Average adenoma per colonoscopy (APC) and ACN per colonoscopy were primary outcomes. Adenoma detection rate, AMR, and ACN detection rate (ACN DR) were secondary outcomes. Balancing outcomes included withdrawal time and resection of nonneoplastic polyps (NNPs). Subgroup analyses were done by neural network architecture.
Forty-four RCTs with 36 201 cases were included. Computer-aided detection-enhanced colonoscopies have higher average APC (12 090 of 12 279 [0.98] vs. 9690 of 12 292 [0.78], incidence rate difference [IRD] = 0.22 [95% CI, 0.16 to 0.28]) and higher ADR (7098 of 16 253 [44.7%] vs. 5825 of 15 855 [36.7%], rate ratio [RR] = 1.21 [CI, 1.15 to 1.28]). Average ACN per colonoscopy was similar (1512 of 9296 [0.16] vs. 1392 of 9121 [0.15], IRD = 0.01 [CI, -0.01 to 0.02]), but ACN DR was higher with CADe system use (1260 of 9899 [12.7%] vs. 1119 of 9746 [11.5%], RR = 1.16 [CI, 1.02 to 1.32]). Using CADe systems resulted in resection of almost 2 extra NNPs per 10 colonoscopies and longer total withdrawal time (0.53 minutes [CI, 0.30 to 0.77]).
Statistically significant heterogeneity in quality and sample size and inability to blind endoscopists to the intervention in included studies may affect the performance estimates.
Computer-aided detection-enhanced colonoscopies have increased APC and detection rate but no difference in ACN per colonoscopy and a small increase in ACN DR. There is minimal increase in procedure time and no difference in performance across neural network architectures.

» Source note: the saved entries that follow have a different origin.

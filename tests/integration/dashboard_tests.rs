//! Staff dashboard tests

use chrono::{Duration, Utc};
use serde_json::{json, Value};

use suitehub::models::{EventStatus, ReservationStatus};

use crate::common::{AdminFixtures, EventFactory, ReservationFactory, TestApp, VenueFactory};

#[tokio::test]
async fn test_stats_on_empty_database() {
    let app = TestApp::new().await;
    let token = app.staff_token().await;

    let response = app.get_with_auth("/admin/api/stats/", &token).await;
    response.assert_ok();
    let stats: Value = response.json();
    assert_eq!(stats["reservations"]["total"], 0);
    assert_eq!(stats["events"]["total"], 0);
    assert_eq!(stats["venues"]["total"], 0);
    assert_eq!(stats["suites"]["contracts"], 0);
    assert_eq!(stats["entities"]["individuals"], 0);
}

#[tokio::test]
async fn test_stats_count_current_state() {
    let app = TestApp::new().await;
    let token = app.staff_token().await;

    let venue = VenueFactory::create(&app).await;
    VenueFactory::create(&app).await;

    ReservationFactory::new().at_venue(venue.id).create(&app).await;
    ReservationFactory::new()
        .with_status(ReservationStatus::Approved)
        .create(&app)
        .await;
    ReservationFactory::new()
        .with_status(ReservationStatus::Approved)
        .starting(Utc::now() - Duration::days(30))
        .create(&app)
        .await;
    ReservationFactory::new()
        .with_status(ReservationStatus::Cancelled)
        .create(&app)
        .await;

    EventFactory::new().create(&app).await;
    EventFactory::new()
        .with_status(EventStatus::Canceled)
        .inactive()
        .create(&app)
        .await;

    let stats: Value = app.get_with_auth("/admin/api/stats/", &token).await.json();

    assert_eq!(stats["reservations"]["total"], 4);
    assert_eq!(stats["reservations"]["pending"], 1);
    assert_eq!(stats["reservations"]["approved"], 2);
    assert_eq!(stats["reservations"]["rejected"], 0);
    assert_eq!(stats["reservations"]["cancelled"], 1);
    // All four were created just now
    assert_eq!(stats["reservations"]["recent"], 4);

    assert_eq!(stats["events"]["total"], 2);
    assert_eq!(stats["events"]["active"], 1);

    assert_eq!(stats["venues"]["total"], 2);
    assert_eq!(stats["venues"]["with_reservations"], 1);
}

#[tokio::test]
async fn test_stats_track_suites_and_contracts() {
    let app = TestApp::new().await;
    let token = app.staff_token().await;

    let suite: Value = app
        .post_json_with_auth("/admin/api/suites/", AdminFixtures::suite("7"), &token)
        .await
        .json();
    let model: Value = app
        .post_json_with_auth(
            "/admin/api/operating-models/",
            AdminFixtures::operating_model("Monthly"),
            &token,
        )
        .await
        .json();
    let org: Value = app
        .post_json_with_auth(
            "/admin/api/organizations/",
            AdminFixtures::organization("Quill"),
            &token,
        )
        .await
        .json();

    // Ongoing since 2020, active today
    app.post_json_with_auth(
        "/admin/api/contracts/",
        json!({
            "suite_id": suite["id"],
            "model_id": model["id"],
            "organization_id": org["id"],
            "begin_date": "2020-01-01",
            "on_going": true
        }),
        &token,
    )
    .await
    .assert_created();

    // Ended long ago
    app.post_json_with_auth(
        "/admin/api/contracts/",
        json!({
            "suite_id": suite["id"],
            "model_id": model["id"],
            "organization_id": org["id"],
            "begin_date": "2019-01-01",
            "end_date": "2019-06-30"
        }),
        &token,
    )
    .await
    .assert_created();

    let stats: Value = app.get_with_auth("/admin/api/stats/", &token).await.json();
    assert_eq!(stats["suites"]["total"], 1);
    assert_eq!(stats["suites"]["contracts"], 2);
    assert_eq!(stats["suites"]["active_contracts"], 1);
    assert_eq!(stats["entities"]["organizations"], 1);
}

#[tokio::test]
async fn test_dashboard_index_names_the_caller() {
    let app = TestApp::new().await;
    let staff = app.create_user("frontdesk", true).await;
    let token = app.token_for(&staff);

    let response = app.get_with_auth("/admin/", &token).await;
    response.assert_ok();
    let json: Value = response.json();
    assert_eq!(json["user"], "frontdesk");
    let endpoints = json["endpoints"].as_array().unwrap();
    assert!(endpoints.iter().any(|e| e == "/admin/api/stats/"));
}

#[tokio::test]
async fn test_recent_events_list_includes_pending() {
    let app = TestApp::new().await;
    let token = app.staff_token().await;

    EventFactory::new()
        .with_status(EventStatus::Pending)
        .create(&app)
        .await;

    let list: Vec<Value> = app.get_with_auth("/admin/api/events/", &token).await.json();
    assert_eq!(list.len(), 1);
    assert_eq!(list[0]["status"], "pending");
}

None. (PROSPERO: CRD42023422835).
与传统结肠镜检查相比,计算机辅助检测(CADe)系统增强型结肠镜检查的随机临床试验表明腺瘤检出率(ADR)增加,腺瘤漏诊率(AMR)降低,但对晚期结直肠肿瘤(ACN)检测的影响尚不清楚。
进行一项系统评价,以比较CADe增强型和传统结肠镜检查的性能。
检索Cochrane图书馆、谷歌学术、Ovid EMBASE、Ovid MEDLINE、PubMed、Scopus和Web of Science核心合集数据库至2024年2月。

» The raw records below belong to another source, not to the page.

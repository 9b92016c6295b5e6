//! Security headers middleware

use axum::{
    body::Body,
    http::{HeaderName, HeaderValue, Request},
    middleware::Next,
    response::Response,
};

const SECURITY_HEADERS: &[(&str, &str)] = &[
    ("strict-transport-security", "max-age=31536000; includeSubDomains"),
    ("x-content-type-options", "nosniff"),
    ("x-frame-options", "DENY"),
    ("referrer-policy", "strict-origin-when-cross-origin"),
    (
        "permissions-policy",
        "accelerometer=(), camera=(), geolocation=(), gyroscope=(), magnetometer=(), microphone=(), payment=(), usb=()",
    ),
    // JSON only; nothing here should ever load sub-resources
    (
        "content-security-policy",
        "default-src 'none'; frame-ancestors 'none'; base-uri 'none'; form-action 'self'",
    ),
];

const NO_STORE_HEADERS: &[(&str, &str)] = &[
    ("cache-control", "no-store, no-cache, must-revalidate, private"),
    ("pragma", "no-cache"),
    ("expires", "0"),
];

fn apply(response: &mut Response, headers: &[(&'static str, &'static str)]) {
    let map = response.headers_mut();
    for (name, value) in headers {
        map.insert(
            HeaderName::from_static(name),
            HeaderValue::from_static(value),
        );
    }
}

/// Adds security headers to every response
pub async fn security_headers_middleware(request: Request<Body>, next: Next) -> Response {
    let mut response = next.run(request).await;
    apply(&mut response, SECURITY_HEADERS);
    response
}

/// Marks API responses as uncacheable
pub async fn api_cache_control_middleware(request: Request<Body>, next: Next) -> Response {
    let mut response = next.run(request).await;
    apply(&mut response, NO_STORE_HEADERS);
    response
}
//! HTTP middleware

pub mod auth;
pub mod host_routing;
pub mod rate_limit;
pub mod security_headers;

pub use auth::{
    auth_middleware, optional_auth_middleware, staff_middleware, AuthError, AuthUser, Claims,
};
pub use host_routing::host_routing_middleware;
pub use rate_limit::{
    api_rate_limit_config, rate_limit_middleware, spawn_rate_limit_cleanup,
    submission_rate_limit_config, RateLimitConfig, RateLimitState,
};
pub use security_headers::{api_cache_control_middleware, security_headers_middleware};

发表的比较CADe增强型和传统结肠镜检查的随机对照试验。
每次结肠镜检查的平均腺瘤数(APC)和每次结肠镜检查的ACN为主要结局。腺瘤检出率、AMR和ACN检出率(ACN DR)为次要结局。平衡结局包括退镜时间和非肿瘤性息肉(NNP)切除情况。按神经网络结构进行亚组分析。
纳入44项随机对照试验,共36201例患者。CADe增强型结肠镜检查的平均APC更高(12279例中的12090例[0.98]对12292例中的9690例[0.78],发病率差异[IRD]=0.22[95%CI,0.16至0.28]),ADR更高(16253例中的7098例[44.7%]对15855例中的5825例[36.